Development/Test Environments: ✅ All tests passing

Test Flow

The comprehensive smoke test (test_complete_authentication_flow) performs an 18-step authentication journey:

  1. Register new user
  2. Verify email
  3. Login
  4. Access protected endpoint
  5. Refresh tokens
  6. Update profile
  7. Test password reset
  8. Verify old tokens revoked
  9. Login with new password
  10. Logout

The test was failing at step 2 (email verification) in CI but working perfectly in local environments.

Investigation Steps

Document each investigation attempt chronologically.

Step 1: Environment Variable Analysis

Hypothesis: Environment variables differ between CI and test environments.

Investigation:

  • Compared env/.env.ci vs env/.env.test
  • Found missing variables in CI: API_V1_PREFIX, DEBUG
  • PostgreSQL configuration difference: synchronous_commit=off in CI

Actions Taken:

  • Added API_V1_PREFIX=/api/v1 to CI environment
  • Added DEBUG=true to CI environment
  • Removed synchronous_commit=off from CI PostgreSQL config

Result: ❌ Issue persisted

Step 2: Database Query Investigation

Hypothesis: User record not being persisted to database.

Investigation:

# Query database directly in CI
docker compose -f compose/docker-compose.ci.yml exec postgres \
  psql -U dashtam_ci_user -d dashtam_ci \
  -c "SELECT email, email_verified FROM users;"

Findings:

  • users table did not exist
  • Only alembic_version table present
  • Migrations running successfully but tables not created

Result: ✅ Root cause identified - schema issue, not application logic

Step 3: Migration vs Fixture Analysis

Hypothesis: Test fixture timing issue with Alembic migrations.

Investigation:

# tests/conftest.py
@pytest.fixture(scope="session", autouse=False)  # ← autouse=False!
def setup_test_database():
    # Check if migrations ran
    if os.getenv("CI") == "true" or "alembic_version" in existing_tables:
        yield
        return  # Skip table creation

Findings:

  • setup_test_database fixture had autouse=False
  • Fixture checks if migrations ran and skips table creation if they did
  • But: With autouse=False, fixture only runs when explicitly requested
  • Tests not requesting this fixture run before schema is ready
  • Result: Tests attempt to use database before tables exist

Result: ✅ Root cause confirmed - fixture ordering issue

Step 4: SQLAlchemy Session State Investigation

Hypothesis: Session caching objects across HTTP requests.

Investigation:

# Original code in conftest.py
async def commit(self):
    """Wrap sync commit to be awaitable."""
    return self.session.commit()  # ← No session expiry!

Findings:

  • SQLAlchemy session caches objects in identity map
  • After commit, session still holds old object state
  • Subsequent requests query cached data instead of fresh database data
  • Critical in CI: Where timing and parallelism differ from local env

Result: ✅ Secondary issue identified - session state management

Root Cause Analysis

Primary Cause: Fixture Ordering

Problem:

@pytest.fixture(scope="session", autouse=False)  # ← Wrong!
def setup_test_database():
    ...
  • Fixture doesn't run automatically
  • Tests access database before schema is ready
  • Migrations run in Docker container startup, but pytest doesn't wait for completion

Why This Happens:

With autouse=False, the fixture only runs when explicitly requested by tests.
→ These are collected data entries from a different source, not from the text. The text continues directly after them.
//! Replicated text store backed by a Yrs document.
//!
//! One store holds one logical text buffer. Every insertion carries a unique
//! `(client, clock)` identity and deletions leave tombstones, so merging the
//! same set of updates in any order (and any number of times) converges:
//!
//! ```text
//!  replica A              replica B
//!  insert "x" ──┐     ┌── insert "y"
//!               ▼     ▼
//!            update blobs (any order, duplicates ok)
//!               │     │
//!               ▼     ▼
//!  current_text(A) == current_text(B)
//! ```
//!
//! Offsets are UTF-8 byte offsets. Out-of-range and mid-character offsets are
//! rejected, never clamped.
//!
//! Reference: Shapiro et al., "Conflict-free Replicated Data Types" (2011)

use yrs::updates::decoder::Decode;
use yrs::updates::encoder::Encode;
use yrs::{
    merge_updates_v1, Doc, GetString, OffsetKind, Options, ReadTxn, StateVector, Text, TextRef,
    Transact, Update,
};

use crate::diff::{self, EditOp};
use crate::error::TextError;
use crate::update_check;

/// Watermark of everything a store has seen, used to encode deltas.
#[derive(Debug, Clone, Default, PartialEq)]
pub struct StateMarker(StateVector);

impl StateMarker {
    /// Marker of an empty store; a delta since it is the full state.
    pub fn empty() -> Self {
        Self(StateVector::default())
    }

    pub fn encode(&self) -> Vec<u8> {
        self.0.encode_v1()
    }

    pub fn decode(bytes: &[u8]) -> Result<Self, TextError> {
        StateVector::decode_v1(bytes)
            .map(Self)
            .map_err(|e| TextError::Decode(e.to_string()))
    }
}

/// A single shared text buffer plus its CRDT bookkeeping.
pub struct TextStore {
    doc: Doc,
    text: TextRef,
    name: String,
}

impl TextStore {
    /// Create an empty store whose root text is called `name`.
    ///
    /// Replicas of the same document must use the same name.
    pub fn new(name: impl Into<String>) -> Self {
        let name = name.into();
        let mut options = Options::default();
        options.offset_kind = OffsetKind::Bytes;
        let doc = Doc::with_options(options);
        let text = doc.get_or_insert_text(name.as_str());
        Self { doc, text, name }
    }

    /// Create a store and merge `blob` (full state or delta) into it.
    pub fn from_update(name: impl Into<String>, blob: &[u8]) -> Result<Self, TextError> {
        let mut store = Self::new(name);
        store.apply_remote(blob)?;
        Ok(store)
    }

    /// Name of the root text.
    pub fn name(&self) -> &str {
        &self.name
    }

    /// Present content of the buffer.
    pub fn current_text(&self) -> String {
        let txn = self.doc.transact();
        self.text.get_string(&txn)
    }

    /// Length of the buffer in bytes.
    pub fn len(&self) -> usize {
        self.current_text().len()
    }

    pub fn is_empty(&self) -> bool {
        self.len() == 0
    }

    /// Insert `chunk` before byte `offset`.
    pub fn insert(&mut self, offset: usize, chunk: &str) -> Result<(), TextError> {
        diff::check_range(&self.current_text(), offset, 0)?;
        let mut txn = self.doc.transact_mut();
        self.text.insert(&mut txn, offset as u32, chunk);
        Ok(())
    }

    /// Remove `len` bytes starting at byte `offset`.
    pub fn delete(&mut self, offset: usize, len: usize) -> Result<(), TextError> {
        diff::check_range(&self.current_text(), offset, len)?;
        if len == 0 {
            return Ok(());
        }
        let mut txn = self.doc.transact_mut();
        self.text.remove_range(&mut txn, offset as u32, len as u32);
        Ok(())
    }

    /// Apply `ops` inside one transaction.
    ///
    /// The ops are checked against a scratch copy first, so either all of them
    /// land or none do. Returns the transaction's update blob and the text it
    /// produced, read inside the same transaction.
    pub fn transact_ops(&mut self, ops: &[EditOp]) -> Result<(Vec<u8>, String), TextError> {
        diff::apply_ops(&self.current_text(), ops)?;

        let mut txn = self.doc.transact_mut();
        for op in ops {
            match op {
                EditOp::Insert { offset, text } => {
                    self.text.insert(&mut txn, *offset as u32, text);
                }
                EditOp::Delete { offset, len } => {
                    self.text.remove_range(&mut txn, *offset as u32, *len as u32);
                }
            }
        }
        let text = self.text.get_string(&txn);
        let update = txn.encode_update_v1();
        Ok((update, text))
    }

    /// Marker for everything this store has integrated so far.
    pub fn state_marker(&self) -> StateMarker {
        let txn = self.doc.transact();
        StateMarker(txn.state_vector())
    }

    /// Entire state, enough for an empty replica to rebuild content and
    /// bookkeeping.
    pub fn encode_full_state(&self) -> Vec<u8> {
        self.encode_delta_since(&StateMarker::empty())
    }

    /// Only the changes a replica at `marker` has not seen.
    ///
    /// Parts still waiting on missing dependencies are carried along, so a
    /// store rebuilt from this blob holds them too.
    pub fn encode_delta_since(&self, marker: &StateMarker) -> Vec<u8> {
        let txn = self.doc.transact();
        let integrated = txn.encode_diff_v1(&marker.0);

        let store = txn.store();
        let mut parts = Vec::new();
        if let Some(pending) = store.pending_update() {
            parts.push(pending.update.encode_v1());
        }
        if let Some(ds) = store.pending_ds() {
            // An update with no structs, only the delete set.
            let mut blob = vec![0];
            blob.extend(ds.encode_v1());
            parts.push(blob);
        }
        if parts.is_empty() {
            return integrated;
        }

        parts.insert(0, integrated);
        match merge_updates_v1(&parts) {
            Ok(merged) => merged,
            Err(e) => {
                log::warn!("[TextStore] {}: dropping pending parts from encoding: {}", self.name, e);
                parts.swap_remove(0)
            }
        }
    }

    /// Merge a peer's full-state or delta blob.
    ///
    /// Already-integrated parts of the blob are skipped, so redelivery is
    /// harmless. Parts whose causal dependencies are missing are held back
    /// until those dependencies arrive. Blobs carrying strings that are not
    /// valid UTF-8 are rejected before anything is merged.
    pub fn apply_remote(&mut self, blob: &[u8]) -> Result<(), TextError> {
        update_check::check_update_v1(blob)?;
        let update = Update::decode_v1(blob).map_err(|e| TextError::Decode(e.to_string()))?;
        let mut txn = self.doc.transact_mut();
        txn.apply_update(update)
            .map_err(|e| TextError::Apply(e.to_string()))?;
        Ok(())
    }
}

impl std::fmt::Debug for TextStore {
    fn fmt(&self, f: &mut std::fmt::Formatter<'_>) -> std::fmt::Result {
        f.debug_struct("TextStore")
            .field("name", &self.name)
            .field("len", &self.len())
            .finish()
    }
}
Since no tests explicitly depended on this fixture, it never ran. Tests started immediately after pytest launched, before Docker container migrations completed and created database schema.

Impact:

  • CI environment: Migrations run async, tests start before completion → tables don't exist
  • Test environment: Same issue, but migrations complete faster (less noticeable)
  • Dev environment: Tables created by init_db script (different mechanism)
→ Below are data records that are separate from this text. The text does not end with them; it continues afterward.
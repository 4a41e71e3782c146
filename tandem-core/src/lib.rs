//! # tandem-core: Replicated text model for Tandem
//!
//! Everything here is synchronous and I/O free. The collaboration layer
//! wraps it in sessions and coordinators.
//!
//! ## Architecture
//!
//! ```text
//!   editor snapshot (old, new)
//!            │
//!            ▼
//!   ┌─────────────────┐   ops    ┌─────────────────┐
//!   │   translator    │ ───────► │   TextStore     │ ──► update blob
//!   │ (diff + apply)  │          │ (Yrs document)  │
//!   └─────────────────┘          └────────┬────────┘
//!                                         │ remote blob
//!                                         ▼
//!                                ┌─────────────────┐
//!                                │   selection     │
//!                                │ (cursor remap)  │
//!                                └─────────────────┘
//! ```
//!
//! ## Modules
//!
//! - [`text_store`]: CRDT-backed text buffer with full/delta encoding
//! - [`diff`]: Character-level shortest edit script
//! - [`translator`]: Local edit → one atomic update blob
//! - [`selection`]: Cursor/selection remapping across remote edits
//! - [`error`]: Shared error kinds

pub mod diff;
pub mod error;
pub mod selection;
pub mod text_store;
pub mod translator;
mod update_check;

pub use diff::{apply_ops, diff, EditOp, MAX_EDIT_DISTANCE};
pub use error::{ErrorKind, TextError};
pub use selection::{remap_selection_for_texts, Selection};
pub use text_store::{StateMarker, TextStore};
pub use translator::{translate, LocalEdit};
//! Client transport session: one WebSocket, one explicit state machine.
//!
//! ```text
//!                connect()             handshake ok
//!  Disconnected ──────────► Connecting ─────────────► Connected
//!       ▲                       │                         │
//!       │    handshake failed   │     disconnect() /      │
//!       └───────────────────────┴──── transport error ◄───┘
//! ```
//!
//! Everything the session observes is published on a single event stream
//! ([`SessionEvent`]): state changes, decoded inbound frames and classified
//! errors. Each connection attempt carries a generation number; a reader
//! task whose generation is stale, or whose state has left `Connected`,
//! never emits again.
//!
//! `disconnect()` moves to `Disconnected` before the socket is torn down, so
//! the close notification of our own teardown is not reported as a failure.

use std::sync::atomic::{AtomicU64, Ordering};
use std::sync::Arc;

use futures_util::stream::SplitStream;
use futures_util::{SinkExt, StreamExt};
use tandem_core::ErrorKind;
use thiserror::Error;
use tokio::net::TcpStream;
use tokio::sync::{mpsc, Mutex, RwLock};
use tokio::task::JoinHandle;
use tokio_tungstenite::tungstenite::Message;
use tokio_tungstenite::{MaybeTlsStream, WebSocketStream};

use crate::protocol::{ProtocolError, WireMessage};

type WsStream = WebSocketStream<MaybeTlsStream<TcpStream>>;

/// Session connection state.
#[derive(Debug, Clone, Copy, PartialEq, Eq)]
pub enum ConnectionState {
    Disconnected,
    Connecting,
    Connected,
}

/// Everything a session reports to its owner.
#[derive(Debug, Clone)]
pub enum SessionEvent {
    StateChanged(ConnectionState),
    /// A decoded frame from the server
    Message(WireMessage),
    Error(SessionError),
}

/// Session errors.
#[derive(Debug, Clone, PartialEq, Eq, Error)]
pub enum SessionError {
    /// Handshake or transport failure
    #[error("connection failed: {0}")]
    Connection(String),
    /// Server closed the connection
    #[error("connection closed by server ({code}): {reason}")]
    Closed { code: u16, reason: String },
    #[error("session is not connected")]
    NotConnected,
    #[error(transparent)]
    Protocol(#[from] ProtocolError),
}

impl SessionError {
    pub fn kind(&self) -> ErrorKind {
        match self {
            SessionError::Connection(_) | SessionError::Closed { .. } => ErrorKind::Connection,
            SessionError::NotConnected => ErrorKind::NotConnected,
            SessionError::Protocol(e) => e.kind(),
        }
    }
}

/// Session configuration.
#[derive(Debug, Clone)]
pub struct SessionConfig {
    /// Capacity of the event stream handed to the owner
    pub event_capacity: usize,
    /// Frames queued for the writer task before `send` waits
    pub outbound_capacity: usize,
}

impl Default for SessionConfig {
    fn default() -> Self {
        Self {
            event_capacity: 256,
            outbound_capacity: 256,
        }
    }
}

struct Link {
    generation: u64,
    outgoing: mpsc::Sender<Message>,
    reader: Option<JoinHandle<()>>,
}

impl Link {
    /// Queue a close frame, stop the writer once it drains, optionally
    /// cancel the reader.
    fn shutdown(self, abort_reader: bool) {
        let _ = self.outgoing.try_send(Message::Close(None));
        if abort_reader {
            if let Some(reader) = self.reader {
                reader.abort();
            }
        }
    }
}

struct SessionInner {
    state: RwLock<ConnectionState>,
    generation: AtomicU64,
    event_tx: mpsc::Sender<SessionEvent>,
    link: Mutex<Option<Link>>,
    config: SessionConfig,
}

impl SessionInner {
    async fn emit(&self, event: SessionEvent) {
        // The owner may have dropped its receiver; nothing left to notify.
        let _ = self.event_tx.send(event).await;
    }

    async fn is_live(&self, generation: u64) -> bool {
        self.generation.load(Ordering::SeqCst) == generation
            && *self.state.read().await == ConnectionState::Connected
    }

    /// Emit `event` for connection `generation` unless it has been cancelled.
    ///
    /// A slot is reserved first; the liveness check and the send then happen
    /// under the state lock, so a `disconnect()` either lands before the
    /// check or waits until the event is queued. Returns whether it was sent.
    async fn emit_if_live(&self, generation: u64, event: SessionEvent) -> bool {
        let Ok(permit) = self.event_tx.reserve().await else {
            return false;
        };
        let state = self.state.read().await;
        if self.generation.load(Ordering::SeqCst) != generation || *state != ConnectionState::Connected {
            return false;
        }
        permit.send(event);
        true
    }

    /// Mid-session failure: report once, then drop the connection.
    async fn fail(&self, generation: u64, err: SessionError) {
        {
            let mut state = self.state.write().await;
            if self.generation.load(Ordering::SeqCst) != generation
                || *state == ConnectionState::Disconnected
            {
                return;
            }
            *state = ConnectionState::Disconnected;
        }

        let link = self.link.lock().await.take();
        if let Some(link) = link {
            link.shutdown(false);
        }

        log::warn!("Session lost: {err}");
        self.emit(SessionEvent::StateChanged(ConnectionState::Disconnected)).await;
        self.emit(SessionEvent::Error(err)).await;
    }

    async fn teardown(&self) {
        let link = self.link.lock().await.take();
        if let Some(link) = link {
            link.shutdown(true);
        }
    }
}

/// A reconnectable WebSocket session.
pub struct Session {
    inner: Arc<SessionInner>,
    event_rx: Option<mpsc::Receiver<SessionEvent>>,
}

impl Session {
    pub fn new(config: SessionConfig) -> Self {
        let (event_tx, event_rx) = mpsc::channel(config.event_capacity);
        Self {
            inner: Arc::new(SessionInner {
                state: RwLock::new(ConnectionState::Disconnected),
                generation: AtomicU64::new(0),
                event_tx,
                link: Mutex::new(None),
                config,
            }),
            event_rx: Some(event_rx),
        }
    }

    pub fn with_defaults() -> Self {
        Self::new(SessionConfig::default())
    }

    /// Take the event receiver (can only be called once).
    pub fn take_event_rx(&mut self) -> Option<mpsc::Receiver<SessionEvent>> {
        self.event_rx.take()
    }

    pub async fn state(&self) -> ConnectionState {
        *self.inner.state.read().await
    }

    /// Connect to `url`, replacing any previous connection.
    ///
    /// A handshake failure leaves the session `Disconnected` and is both
    /// returned and published as [`SessionEvent::Error`].
    pub async fn connect(&self, url: &str) -> Result<(), SessionError> {
        let inner = &self.inner;
        let generation = inner.generation.fetch_add(1, Ordering::SeqCst) + 1;
        inner.teardown().await;

        *inner.state.write().await = ConnectionState::Connecting;
        inner.emit(SessionEvent::StateChanged(ConnectionState::Connecting)).await;
        log::debug!("Connecting to {url}");

        let ws = match tokio_tungstenite::connect_async(url).await {
            Ok((ws, _response)) => ws,
            Err(e) => {
                let err = SessionError::Connection(e.to_string());
                let current = {
                    let mut state = inner.state.write().await;
                    let current = inner.generation.load(Ordering::SeqCst) == generation;
                    if current {
                        *state = ConnectionState::Disconnected;
                    }
                    current
                };
                if current {
                    log::warn!("Connection to {url} failed: {e}");
                    inner.emit(SessionEvent::StateChanged(ConnectionState::Disconnected)).await;
                    inner.emit(SessionEvent::Error(err.clone())).await;
                }
                return Err(err);
            }
        };

        let (sink, stream) = ws.split();
        let (out_tx, out_rx) = mpsc::channel(inner.config.outbound_capacity);
        {
            let mut state = inner.state.write().await;
            if inner.generation.load(Ordering::SeqCst) != generation {
                // Superseded by disconnect() or another connect().
                return Err(SessionError::Connection("connection attempt cancelled".into()));
            }
            tokio::spawn(write_loop(sink, out_rx));
            *inner.link.lock().await = Some(Link {
                generation,
                outgoing: out_tx,
                reader: None,
            });
            *state = ConnectionState::Connected;
        }

        log::info!("Connected to {url}");
        inner.emit(SessionEvent::StateChanged(ConnectionState::Connected)).await;

        let reader = tokio::spawn(read_loop(inner.clone(), generation, stream));
        let mut link = inner.link.lock().await;
        match link.as_mut() {
            Some(link) if link.generation == generation => link.reader = Some(reader),
            _ => reader.abort(),
        }
        Ok(())
    }

    /// Close the connection without reporting it as an error.
    pub async fn disconnect(&self) {
        let inner = &self.inner;
        inner.generation.fetch_add(1, Ordering::SeqCst);
        let previous = std::mem::replace(&mut *inner.state.write().await, ConnectionState::Disconnected);
        inner.teardown().await;

        if previous != ConnectionState::Disconnected {
            log::info!("Session disconnected");
            inner.emit(SessionEvent::StateChanged(ConnectionState::Disconnected)).await;
        }
    }

    /// Queue a frame for sending. Rejected unless `Connected`.
    pub async fn send(&self, msg: &WireMessage) -> Result<(), SessionError> {
        if self.state().await != ConnectionState::Connected {
            return Err(SessionError::NotConnected);
        }
        let frame = msg.encode()?;

        let outgoing = self
            .inner
            .link
            .lock()
            .await
            .as_ref()
            .map(|link| link.outgoing.clone())
            .ok_or(SessionError::NotConnected)?;
        outgoing
            .send(Message::text(frame))
            .await
            .map_err(|_| SessionError::NotConnected)
    }
}

impl Drop for Session {
    fn drop(&mut self) {
        if let Ok(mut link) = self.inner.link.try_lock() {
            if let Some(link) = link.take() {
                link.shutdown(true);
            }
        }
    }
}

async fn write_loop(
    mut sink: futures_util::stream::SplitSink<WsStream, Message>,
    mut rx: mpsc::Receiver<Message>,
) {
    while let Some(msg) = rx.recv().await {
        let closing = matches!(msg, Message::Close(_));
        if sink.send(msg).await.is_err() || closing {
            break;
        }
    }
    let _ = sink.close().await;
}

async fn read_loop(inner: Arc<SessionInner>, generation: u64, mut stream: SplitStream<WsStream>) {
    while let Some(msg) = stream.next().await {
        if !inner.is_live(generation).await {
            return;
        }
        let decoded = match msg {
            Ok(Message::Text(text)) => WireMessage::decode(text.as_str()),
            Ok(Message::Binary(data)) => WireMessage::decode_bytes(&data),
            Ok(Message::Close(frame)) => {
                let (code, reason) = frame
                    .map(|f| (u16::from(f.code), f.reason.as_str().to_string()))
                    .unwrap_or((1005, String::new()));
                inner.fail(generation, SessionError::Closed { code, reason }).await;
                return;
            }
            Ok(_) => continue,
            Err(e) => {
                inner.fail(generation, SessionError::Connection(e.to_string())).await;
                return;
            }
        };

        match decoded {
            Ok(msg) => {
                if !inner.emit_if_live(generation, SessionEvent::Message(msg)).await {
                    return;
                }
            }
            Err(e) => log::warn!("Dropped malformed frame from server: {e}"),
        }
    }

    inner
        .fail(generation, SessionError::Connection("connection reset".into()))
        .await;
}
Secondary Cause: Session State Caching

Problem:

async def commit(self):
    return self.session.commit()  # Session keeps cached state
  • SQLAlchemy session caches objects after queries
  • Commit doesn't expire cached state
  • Next request sees stale data from session cache, not database

Why This Happens:

SQLAlchemy's session maintains an identity map that caches all objects loaded in the current session. When you commit, the session persists changes to the database, but the identity map still contains the old object state. Subsequent queries check the identity map first before hitting the database, returning stale cached data.

Impact:

  • User created in registration request
  • Session caches user object
  • Email verification request queries same session
  • Session returns cached user (with email_verified=False)
  • Database has updated user (with email_verified=True)
  • Application sees stale cached state → "User not found" logic triggered

Why It Only Failed in CI

  1. Timing: CI environment has different execution timing
  2. Parallelism: CI may handle requests differently
  3. Database Speed: CI database (GitHub Actions) slower than local Docker
  4. Migration Timing: Migrations complete at different times relative to test start
  5. Session Lifecycle: FastAPI TestClient session lifecycle differs slightly in CI

Solution Implementation

Fix 1: Force Session Expiry After Commit

File: tests/conftest.py

Before:

async def commit(self):
    """Wrap sync commit to be awaitable."""
    return self.session.commit()  # No session expiry

After:

async def commit(self):
    """Wrap sync commit to be awaitable.

    After commit, expire all session state to force fresh queries.
    This ensures data committed in one request is visible in the next.
    """
    result = self.session.commit()
    # Expire all objects in session to force refresh on next access
    self.session.expire_all()
    return result

Rationale:

  • Forces SQLAlchemy to query database on next access
  • Ensures committed data is visible to subsequent requests
  • Eliminates stale cached state
  • Critical for CI environment consistency

Fix 2: Force Session Expiry at Request Start

File: tests/conftest.py

Before:

async def override_get_session():
    """Provide wrapped synchronous session for async endpoints."""
    wrapper = AsyncToSyncWrapper(db)
    yield wrapper

After:

async def override_get_session():
    """Provide wrapped synchronous session for async endpoints.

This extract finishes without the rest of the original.